* _What you are asked to do_:
From the entries, copy out every line in which the word "ActorRecord" is found.

Collected data:
○ ○ ○ ○ ○ ○ ○
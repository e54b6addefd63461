//! Reservation domain model.
//!
//! A reservation is a request for, or holding of, a quantity of typed
//! resources over a term. Its composite state is `(state, pending)`: the
//! stable protocol state plus the in-flight operation gating new requests.

use std::collections::BTreeSet;

use serde::{Deserialize, Serialize};

use crate::domain::errors::LatticeError;

use super::auth::AuthToken;
use super::id::Id;
use super::notice::Notice;
use super::resource_set::ResourceSet;
use super::term::Term;

/// Stable protocol state of a reservation.
#[derive(Debug, Clone, Copy, PartialEq, Eq, Hash, Serialize, Deserialize)]
#[serde(rename_all = "snake_case")]
pub enum ReservationState {
    Nascent,
    Ticketed,
    Active,
    /// Client side: lease active and a fresh ticket held for the next term.
    ActiveTicketed,
    Closed,
    /// Client side: close sent, awaiting the authority's confirmation.
    CloseWait,
    Failed,
}

impl ReservationState {
    pub fn as_str(&self) -> &'static str {
        match self {
            Self::Nascent => "nascent",
            Self::Ticketed => "ticketed",
            Self::Active => "active",
            Self::ActiveTicketed => "active_ticketed",
            Self::Closed => "closed",
            Self::CloseWait => "close_wait",
            Self::Failed => "failed",
        }
    }

    #[allow(clippy::should_implement_trait)]
    pub fn from_str(s: &str) -> Option<Self> {
        match s {
            "nascent" => Some(Self::Nascent),
            "ticketed" => Some(Self::Ticketed),
            "active" => Some(Self::Active),
            "active_ticketed" => Some(Self::ActiveTicketed),
            "closed" => Some(Self::Closed),
            "close_wait" => Some(Self::CloseWait),
            "failed" => Some(Self::Failed),
            _ => None,
        }
    }

    pub fn is_terminal(&self) -> bool {
        matches!(self, Self::Closed | Self::Failed)
    }
}

/// In-flight protocol operation. Gates new mutating operations: anything but
/// `None` rejects them with `ReservationHasPendingOperation`.
#[derive(Debug, Clone, Copy, PartialEq, Eq, Hash, Serialize, Deserialize)]
#[serde(rename_all = "snake_case")]
pub enum PendingState {
    None,
    Ticketing,
    ExtendingTicket,
    Redeeming,
    ExtendingLease,
    ModifyingLease,
    Priming,
    Closing,
    Blocked,
    Relinquishing,
}

impl PendingState {
    pub fn as_str(&self) -> &'static str {
        match self {
            Self::None => "none",
            Self::Ticketing => "ticketing",
            Self::ExtendingTicket => "extending_ticket",
            Self::Redeeming => "redeeming",
            Self::ExtendingLease => "extending_lease",
            Self::ModifyingLease => "modifying_lease",
            Self::Priming => "priming",
            Self::Closing => "closing",
            Self::Blocked => "blocked",
            Self::Relinquishing => "relinquishing",
        }
    }

    #[allow(clippy::should_implement_trait)]
    pub fn from_str(s: &str) -> Option<Self> {
        match s {
            "none" => Some(Self::None),
            "ticketing" => Some(Self::Ticketing),
            "extending_ticket" => Some(Self::ExtendingTicket),
            "redeeming" => Some(Self::Redeeming),
            "extending_lease" => Some(Self::ExtendingLease),
            "modifying_lease" => Some(Self::ModifyingLease),
            "priming" => Some(Self::Priming),
            "closing" => Some(Self::Closing),
            "blocked" => Some(Self::Blocked),
            "relinquishing" => Some(Self::Relinquishing),
            _ => None,
        }
    }
}

/// Which side of the protocol holds the reservation. Fixed at creation.
#[derive(Debug, Clone, Copy, PartialEq, Eq, Hash, Serialize, Deserialize)]
#[serde(rename_all = "snake_case")]
pub enum ReservationCategory {
    /// Held by an orchestrator-side actor.
    Client,
    /// Held by a broker.
    Broker,
    /// Held by an authority.
    Authority,
}

impl ReservationCategory {
    pub fn as_str(&self) -> &'static str {
        match self {
            Self::Client => "client",
            Self::Broker => "broker",
            Self::Authority => "authority",
        }
    }

    #[allow(clippy::should_implement_trait)]
    pub fn from_str(s: &str) -> Option<Self> {
        match s {
            "client" => Some(Self::Client),
            "broker" => Some(Self::Broker),
            "authority" => Some(Self::Authority),
            _ => None,
        }
    }
}

/// Per-direction monotonic sequence numbers used for duplicate suppression.
#[derive(Debug, Clone, Copy, Default, PartialEq, Eq, Serialize, Deserialize)]
pub struct Sequences {
    pub ticket_in: u64,
    pub ticket_out: u64,
    pub lease_in: u64,
    pub lease_out: u64,
}
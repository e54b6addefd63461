//! SQLite implementation of the `ContainerStore` port.

use async_trait::async_trait;
use sqlx::{Row, SqlitePool};

use crate::domain::errors::LatticeResult;
use crate::domain::models::Id;
use crate::domain::ports::{ActorRecord, ClientRecord, ContainerStore};

#[derive(Clone)]
pub struct SqliteContainerStore {
    pool: SqlitePool,
}

impl SqliteContainerStore {
    pub fn new(pool: SqlitePool) -> Self {
        Self { pool }
    }
}

#[async_trait]
impl ContainerStore for SqliteContainerStore {
    async fn add_actor(&self, record: &ActorRecord) -> LatticeResult<()> {
        sqlx::query("INSERT OR REPLACE INTO actors (guid, name, role) VALUES (?, ?, ?)")
            .bind(record.guid.to_string())
            .bind(&record.name)
            .bind(&record.role)
            .execute(&self.pool)
            .await?;
        Ok(())
    }

    async fn get_actors(&self) -> LatticeResult<Vec<ActorRecord>> {
        let rows = sqlx::query("SELECT guid, name, role FROM actors ORDER BY name")
            .fetch_all(&self.pool)
            .await?;

        Ok(rows
            .iter()
            .filter_map(|r| {
                let guid = Id::parse(&r.get::<String, _>("guid"))?;
                Some(ActorRecord {
                    guid,
                    name: r.get("name"),
                    role: r.get("role"),
                })
            })
            .collect())
    }

    async fn remove_actor(&self, guid: Id) -> LatticeResult<()> {
        sqlx::query("DELETE FROM actors WHERE guid = ?")
            .bind(guid.to_string())
            .execute(&self.pool)
            .await?;
        Ok(())
    }

    async fn add_client(&self, actor_id: Id, client: &ClientRecord) -> LatticeResult<()> {
        sqlx::query(
            "INSERT OR REPLACE INTO clients (guid, actor_id, name, topic) VALUES (?, ?, ?, ?)",
        )
        .bind(client.guid.to_string())
        .bind(actor_id.to_string())
        .bind(&client.name)
        .bind(&client.topic)
        .execute(&self.pool)
        .await?;
        Ok(())
    }

    async fn get_client(&self, actor_id: Id, guid: Id) -> LatticeResult<Option<ClientRecord>> {
        let row = sqlx::query("SELECT guid, name, topic FROM clients WHERE actor_id = ? AND guid = ?")
            .bind(actor_id.to_string())
            .bind(guid.to_string())
            .fetch_optional(&self.pool)
            .await?;

        Ok(row.and_then(|r| {
            let guid = Id::parse(&r.get::<String, _>("guid"))?;
            Some(ClientRecord {
                guid,
                name: r.get("name"),
                topic: r.get("topic"),
            })
        }))
    }

    async fn remove_client(&self, actor_id: Id, guid: Id) -> LatticeResult<()> {
        sqlx::query("DELETE FROM clients WHERE actor_id = ? AND guid = ?")
            .bind(actor_id.to_string())
            .bind(guid.to_string())
            .execute(&self.pool)
            .await?;
        Ok(())
    }

    async fn set_misc(&self, key: &str, value: &str) -> LatticeResult<()> {
        sqlx::query("INSERT OR REPLACE INTO miscellaneous (key, value) VALUES (?, ?)")
            .bind(key)
            .bind(value)
            .execute(&self.pool)
            .await?;
        Ok(())
    }

    async fn get_misc(&self, key: &str) -> LatticeResult<Option<String>> {
        let row = sqlx::query("SELECT value FROM miscellaneous WHERE key = ?")
            .bind(key)
            .fetch_optional(&self.pool)
            .await?;
        Ok(row.map(|r| r.get::<String, _>("value")))
    }
}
○ ○ ○ ○ ○ ○ ○
* _Response area_:
use crate::domain::ports::{ActorRecord, ClientRecord, ContainerStore};
    async fn add_actor(&self, record: &ActorRecord) -> LatticeResult<()> {
    async fn get_actors(&self) -> LatticeResult<Vec<ActorRecord>> {
                Some(ActorRecord {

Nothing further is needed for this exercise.